Le rapporteur spécial sur le logement convenable s’inquiète des expulsions forcées à Kaboul

En tant que Rapporteur spécial sur le logement convenable nommé par la Commission des droits de l’homme, actuellement en mission en Afghanistan sur invitation du Gouvernement, je suis profondément préoccupé par les expulsions forcées opérées dans la village de Shirpur, près de Wazir Akbar Khan, dans la province de Kaboul.

Selon la Commission indépendante des droits de l’homme d’Afghanistan et selon le Groupe de surveillance et d’enquête de la Mission d’assistance des Nations Unies en Afghanistan, dans la matinée du 3 septembre 2003, une centaine d’officiers de police armés, apparemment menés par le Chef de la police de Kaboul et accompagnés de bulldozers et de camions, ont détruit les maisons de trente familles abritant 250 personnes au total, dont nombre de femmes et d’enfants. Les destructions de maisons ont été opérées sans avoir été immédiatement précédées d’aucun avertissement préalable et sans que les résidents n’aient donc eu la possibilité de sauver leurs effets personnels. Un certain nombre de résidents, essentiellement des femmes et des enfants, se trouvaient à l’intérieur des maisons au moment où les destructions ont commencé, et ont donc été blessés. Lorsque les gens ont essayé de s’opposer aux expulsions, la police a utilisé une force excessive, ce qui a encore accru le nombre de blessés. Je me suis personnellement rendu sur les lieux, ai parlé aux résidents et ai été témoin des destructions et blessures qui ont été infligées. J’ai également été informé que 260 familles supplémentaires dans le même secteur sont menacées d’expulsion dans un avenir proche.

Selon les informations que j’ai reçues, les terrains concernés appartiennent au Ministère de la défense et il est prévu d’y construire les maisons de hauts dignitaires du Gouvernement. Pourtant, les pauvres habitants du village de Shirpur vivent dans leurs maisons depuis de nombreuses années - depuis 25 ou 30 ans pour certaines familles - et la plupart sont des employés ou des anciens employés du Ministère de la défense. Mon sentiment, à l’issue des rencontres que j’ai eues avec plusieurs ministres durant ma visite, c’est que le Gouvernement transitoire afghan a décidé d’accorder la priorité à la réalisation des droits des segments les plus vulnérables de la population afghane. Or, cet objectif s’accommode fort mal du cas du village de Shirpur et de la situation qui prévaut ailleurs dans la province de Kaboul où il semble que la priorité, pour ce qui est de l’attribution des logements et des terres, aille aux personnes riches et influentes.

À l’issue de ma visite en Afghanistan, l’une de mes constatations préliminaires a trait au manque de clarté du système juridique et à l’incapacité du pouvoir judiciaire à traiter des droits en matière de logement, y compris lorsqu’il s’agit des différends liés à la terre et à la propriété.

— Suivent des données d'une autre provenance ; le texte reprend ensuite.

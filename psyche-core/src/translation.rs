//! Translation gate and per-agent-type profiles.
//!
//! The gate is a pure predicate over an agent's stats: every configured
//! `stat comparator threshold` condition must hold for a human-readable
//! rendering to accompany the agent's stylized output. Conditions are
//! written as short strings such as `"> 40"` or `"<= 5"`.

use std::collections::BTreeMap;
use std::fmt;
use std::str::FromStr;

use serde::{Deserialize, Serialize};

use crate::error::{PsycheError, Result};
use crate::types::Stats;

/// Comparison applied between a stat and its threshold.
#[derive(Debug, Clone, Copy, PartialEq, Eq, Serialize, Deserialize)]
pub enum Comparator {
    /// `>`
    Gt,
    /// `>=`
    Ge,
    /// `<`
    Lt,
    /// `<=`
    Le,
    /// `=`
    Eq,
}

impl Comparator {
    /// Operator symbol.
    #[must_use]
    pub fn symbol(self) -> &'static str {
        match self {
            Self::Gt => ">",
            Self::Ge => ">=",
            Self::Lt => "<",
            Self::Le => "<=",
            Self::Eq => "=",
        }
    }

    /// Evaluate `value <op> threshold`.
    #[must_use]
    pub fn holds(self, value: f64, threshold: f64) -> bool {
        match self {
            Self::Gt => value > threshold,
            Self::Ge => value >= threshold,
            Self::Lt => value < threshold,
            Self::Le => value <= threshold,
            Self::Eq => (value - threshold).abs() < f64::EPSILON,
        }
    }
}

/// A comparator and threshold, e.g. `> 50`.
#[derive(Debug, Clone, Copy, PartialEq, Serialize, Deserialize)]
#[serde(try_from = "String", into = "String")]
pub struct Condition {
    /// Operator.
    pub comparator: Comparator,
    /// Right-hand side.
    pub threshold: f64,
}

impl Condition {
    /// Build a condition.
    #[must_use]
    pub fn new(comparator: Comparator, threshold: f64) -> Self {
        Self {
            comparator,
            threshold,
        }
    }
}

impl FromStr for Condition {
    type Err = PsycheError;

    fn from_str(s: &str) -> Result<Self> {
        let s = s.trim();
        // Two-character operators must be tried before their prefixes.
        let (comparator, rest) = [
            (">=", Comparator::Ge),
            ("<=", Comparator::Le),
            ("==", Comparator::Eq),
            (">", Comparator::Gt),
            ("<", Comparator::Lt),
            ("=", Comparator::Eq),
        ]
        .into_iter()
        .find_map(|(op, cmp)| s.strip_prefix(op).map(|rest| (cmp, rest)))
        .ok_or_else(|| PsycheError::Config(format!("condition '{s}' has no comparator")))?;
        let threshold: f64 = rest.trim().parse().map_err(|_| {
            PsycheError::Config(format!("condition '{s}' has a non-numeric threshold"))
        })?;
        if !threshold.is_finite() {
            return Err(PsycheError::Config(format!(
                "condition '{s}' has a non-finite threshold"
            )));
        }
        Ok(Self::new(comparator, threshold))
    }
}

impl TryFrom<String> for Condition {
    type Error = PsycheError;

    fn try_from(s: String) -> Result<Self> {
        s.parse()
    }
}

impl From<Condition> for String {
    fn from(c: Condition) -> Self {
        c.to_string()
    }
}

impl fmt::Display for Condition {
    fn fmt(&self, f: &mut fmt::Formatter<'_>) -> fmt::Result {
        write!(f, "{} {}", self.comparator.symbol(), self.threshold)
    }
}

/// `stat name -> condition` for one agent type.
pub type TranslationConditions = BTreeMap<String, Condition>;

/// A condition that did not hold.
#[derive(Debug, Clone, PartialEq, Serialize, Deserialize)]
pub struct UnmetCondition {
    /// Stat name.
    pub stat: String,
    /// The failed condition.
    pub condition: Condition,
    /// Stat value used (0 when the stat was missing).
    pub actual: f64,
}

/// Result of evaluating the gate.
#[derive(Debug, Clone, PartialEq, Serialize, Deserialize)]
pub struct TranslationVerdict {
    /// Whether every condition held.
    pub can_translate: bool,
    /// Failed conditions in stat-name order.
    pub unmet: Vec<UnmetCondition>,
}

impl TranslationVerdict {
    /// Hint naming every unmet stat, or `None` when translation is allowed.
    #[must_use]
    pub fn hint(&self) -> Option<String> {
        if self.can_translate {
            return None;
        }
        let parts: Vec<String> = self
            .unmet
            .iter()
            .map(|u| format!("{} must be {} (currently {})", u.stat, u.condition, u.actual))
            .collect();
        Some(format!("Translation unavailable: {}", parts.join("; ")))
    }
}

/// Evaluate the gate. An empty condition set always allows translation; a
/// stat missing from `stats` is treated as 0.
#[must_use]
pub fn evaluate(conditions: &TranslationConditions, stats: &Stats) -> TranslationVerdict {
    let unmet: Vec<UnmetCondition> = conditions
        .iter()
        .filter_map(|(stat, condition)| {
            let actual = stats.get(stat).unwrap_or(0.0);
            (!condition.comparator.holds(actual, condition.threshold)).then(|| UnmetCondition {
                stat: stat.clone(),
                condition: *condition,
                actual,
            })
        })
        .collect();
    TranslationVerdict {
        can_translate: unmet.is_empty(),
        unmet,
    }
}

// ---------------------------------------------------------------------------
// Agent profiles
// ---------------------------------------------------------------------------

/// Per-agent-type configuration: gate conditions, starting stats and the
/// vocalisations used by the deterministic fallback.
#[derive(Debug, Clone, Default, PartialEq, Serialize, Deserialize)]
pub struct AgentProfile {
    /// Translation gate for this type.
    #[serde(default)]
    pub translation_conditions: TranslationConditions,
    /// Stats a new agent of this type starts with.
    #[serde(default)]
    pub default_stats: Stats,
    /// `emotion label -> sounds`, quietest first.
    #[serde(default)]
    pub vocalizations: BTreeMap<String, Vec<String>>,
}

impl AgentProfile {
    /// Pick a vocalisation for an emotion by energy: low energy takes the
    /// first sound, high energy the last, otherwise the middle one. Unknown
    /// emotions, and emotions with no sounds listed, fall back to `neutral`.
    #[must_use]
    pub fn vocalization(&self, emotion: &str, energy: f64) -> &str {
        let lookup = |key: &str| self.vocalizations.get(key).filter(|s| !s.is_empty());
        let sounds = lookup(emotion).or_else(|| lookup("neutral"));
        let Some(sounds) = sounds else {
            return "*quiet sound*";
        };
        let idx = if energy < 30.0 {
            0
        } else if energy > 70.0 {
            sounds.len() - 1
        } else {
            sounds.len() / 2
        };
        &sounds[idx]
    }
}

// ---------------------------------------------------------------------------
// State modifiers
// ---------------------------------------------------------------------------

/// Stat value assumed by [`apply_state_modifiers`] for a missing stat.
const NEUTRAL_STAT: f64 = 50.0;

const VERY_TIRED: &[(&str, &str)] = &[
    ("*jump*", "*slow movement*"),
    ("*bounce*", "*gentle sway*"),
    ("*run*", "*slow walk*"),
    ("*pounce*", "*careful approach*"),
    ("*leap*", "*small step*"),
    ("*excited*", "*weary*"),
    ("*energetic*", "*tired*"),
];

const TIRED: &[(&str, &str)] = &[
    ("*jump*", "*small hop*"),
    ("*bounce*", "*gentle movement*"),
    ("*run*", "*trot*"),
    ("*excited*", "*mildly interested*"),
];

/// Colour a stylized line with the agent's condition.
///
/// Energy below 20 (or 40) swaps energetic actions for tired ones. Happiness
/// below 30 subdues the line unless it already reads as sad. Hunger below 30
/// adds a rumbling stomach unless food is already mentioned. Missing stats
/// count as 50.
#[must_use]
pub fn apply_state_modifiers(text: &str, stats: &Stats) -> String {
    let stat = |name: &str| stats.get(name).unwrap_or(NEUTRAL_STAT);
    let mut out = text.to_string();

    let energy = stat("energy");
    let replacements: &[(&str, &str)] = if energy < 20.0 {
        VERY_TIRED
    } else if energy < 40.0 {
        TIRED
    } else {
        &[]
    };
    for (from, to) in replacements {
        out = out.replace(from, to);
    }

    if stat("happiness") < 30.0 {
        out = out.replace("*happy*", "*subdued*");
        let lower = out.to_lowercase();
        if !["*droop*", "*whimper*", "*sad*"].iter().any(|w| lower.contains(w)) {
            out.insert_str(0, "*subdued demeanor* ");
        }
    }

    if stat("hunger") < 30.0 {
        let lower = out.to_lowercase();
        if !["*stomach*", "*food*", "*hungry*"].iter().any(|w| lower.contains(w)) {
            out.insert_str(0, "*stomach rumbles quietly* ");
        }
    }
    out
}

#[cfg(test)]
mod tests {
    use super::*;

    fn all_above_50() -> TranslationConditions {
        ["happiness", "energy", "hunger"]
            .into_iter()
            .map(|s| (s.to_string(), "> 50".parse().unwrap()))
            .collect()
    }

    #[test]
    fn all_conditions_met_allows_translation() {
        let stats = Stats::from([("happiness", 55.0), ("energy", 55.0), ("hunger", 55.0)]);
        let verdict = evaluate(&all_above_50(), &stats);
        assert!(verdict.can_translate);
        assert!(verdict.hint().is_none());
    }

    #[test]
    fn unmet_condition_is_named_in_hint() {
        let stats = Stats::from([("happiness", 40.0), ("energy", 55.0), ("hunger", 55.0)]);
        let verdict = evaluate(&all_above_50(), &stats);
        assert!(!verdict.can_translate);
        assert_eq!(verdict.unmet.len(), 1);
        assert_eq!(verdict.unmet[0].stat, "happiness");
        let hint = verdict.hint().unwrap();
        assert!(hint.contains("happiness"));
        assert!(!hint.contains("energy"));
    }

    #[test]
    fn missing_stat_counts_as_zero() {
        let conditions: TranslationConditions =
            [("magical_power".to_string(), "> 40".parse().unwrap())].into_iter().collect();
        let verdict = evaluate(&conditions, &Stats::new());
        assert_eq!(verdict.unmet[0].actual, 0.0);
    }

    #[test]
    fn parses_every_comparator() {
        let cases = [
            ("> 50", Comparator::Gt, 50.0),
            (">=30", Comparator::Ge, 30.0),
            ("< 20", Comparator::Lt, 20.0),
            ("<= 5.5", Comparator::Le, 5.5),
            ("= 1", Comparator::Eq, 1.0),
            ("== 2", Comparator::Eq, 2.0),
        ];
        for (text, cmp, threshold) in cases {
            let c: Condition = text.parse().unwrap();
            assert_eq!(c.comparator, cmp, "{text}");
            assert_eq!(c.threshold, threshold, "{text}");
        }
        assert!("about 50".parse::<Condition>().is_err());
        assert!("> lots".parse::<Condition>().is_err());
    }

    #[test]
    fn boundary_is_strict_for_gt() {
        let c: Condition = "> 50".parse().unwrap();
        assert!(!c.comparator.holds(50.0, c.threshold));
        assert!(c.comparator.holds(50.1, c.threshold));
    }

    #[test]
    fn conditions_round_trip_through_serde_as_strings() {
        let c: Condition = ">= 30".parse().unwrap();
        let json = serde_json::to_string(&c).unwrap();
        assert_eq!(json, "\">= 30\"");
        assert_eq!(serde_json::from_str::<Condition>(&json).unwrap(), c);
    }

    #[test]
    fn vocalization_by_energy() {
        let mut profile = AgentProfile::default();
        profile.vocalizations.insert(
            "happy".into(),
            vec!["*purr*".into(), "*chirp*".into(), "*bounce*".into()],
        );
        profile.vocalizations.insert("neutral".into(), vec!["*hm*".into()]);
        assert_eq!(profile.vocalization("happy", 10.0), "*purr*");
        assert_eq!(profile.vocalization("happy", 50.0), "*chirp*");
        assert_eq!(profile.vocalization("happy", 90.0), "*bounce*");
        assert_eq!(profile.vocalization("bored", 90.0), "*hm*");
        assert_eq!(AgentProfile::default().vocalization("happy", 50.0), "*quiet sound*");
    }

    #[test]
    fn low_energy_tires_out_actions() {
        let line = "*jump* *excited* *run*";
        let weary = apply_state_modifiers(line, &Stats::from([("energy", 10.0)]));
        assert_eq!(weary, "*slow movement* *weary* *slow walk*");
        let tired = apply_state_modifiers(line, &Stats::from([("energy", 35.0)]));
        assert_eq!(tired, "*small hop* *mildly interested* *trot*");
        assert_eq!(apply_state_modifiers(line, &Stats::from([("energy", 60.0)])), line);
    }

    #[test]
    fn unhappy_and_hungry_agents_show_it() {
        let stats = Stats::from([("happiness", 20.0), ("hunger", 10.0)]);
        assert_eq!(
            apply_state_modifiers("*happy* *wag*", &stats),
            "*stomach rumbles quietly* *subdued demeanor* *subdued* *wag*"
        );
        // Already sad, already about food.
        assert_eq!(apply_state_modifiers("*whimper* *food*", &stats), "*whimper* *food*");
        // Missing stats are neutral.
        assert_eq!(apply_state_modifiers("*wag*", &Stats::new()), "*wag*");
    }

    #[test]
    fn emotion_without_sounds_uses_neutral() {
        let mut profile = AgentProfile::default();
        profile.vocalizations.insert("sad".into(), Vec::new());
        profile.vocalizations.insert("neutral".into(), vec!["*hm*".into()]);
        assert_eq!(profile.vocalization("sad", 50.0), "*hm*");
    }
}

Le cas du village de Shirpur et d’autres cas similaires confirment ces constatations. Je recommande fermement que soit observé un moratoire sur toutes les expulsions jusqu’à ce que le Gouvernement ait adopté une politique nationale globale et claire en matière de logement et de terre et jusqu’à ce qu’il ait établi un système judiciaire effectif pour régler les différends dans ces domaines. Une telle politique devrait tout particulièrement prendre en considération les besoins et les droits des femmes et des groupes vulnérables, y compris les personnes de retour, les personnes déplacées internes, les pauvres, les personnes handicapées et les minorités.

En outre, (…) la manière dont les expulsions forcées des trente familles de Shirpur ont été opérées, y compris du point de vue de l’utilisation excessive de la force, équivaut à de graves violations des droits de l’homme énoncés dans les instruments internationaux de droits de l’homme que l’Afghanistan a ratifiés. Si des expulsions doivent être menées, cela doit être fait en conformité avec la loi, y compris avec le droit relatif aux droits de l’homme. Les résidents doivent en effet être pleinement consultés, se voir accorder un dédommagement et se voir garantir leur droit à un logement convenable dans un autre lieu, tout en étant assurés que leurs moyens d’existence ne seront pas menacés.

Je crois fermement qu’à un moment où l’Afghanistan est engagé dans un processus de reconstruction, après des décennies de conflit, les autorités gouvernementales ne devraient pas être impliquées dans un quelconque processus menant à une plus grande dépossession de la grande majorité du peuple d’Afghanistan, déjà vulnérable.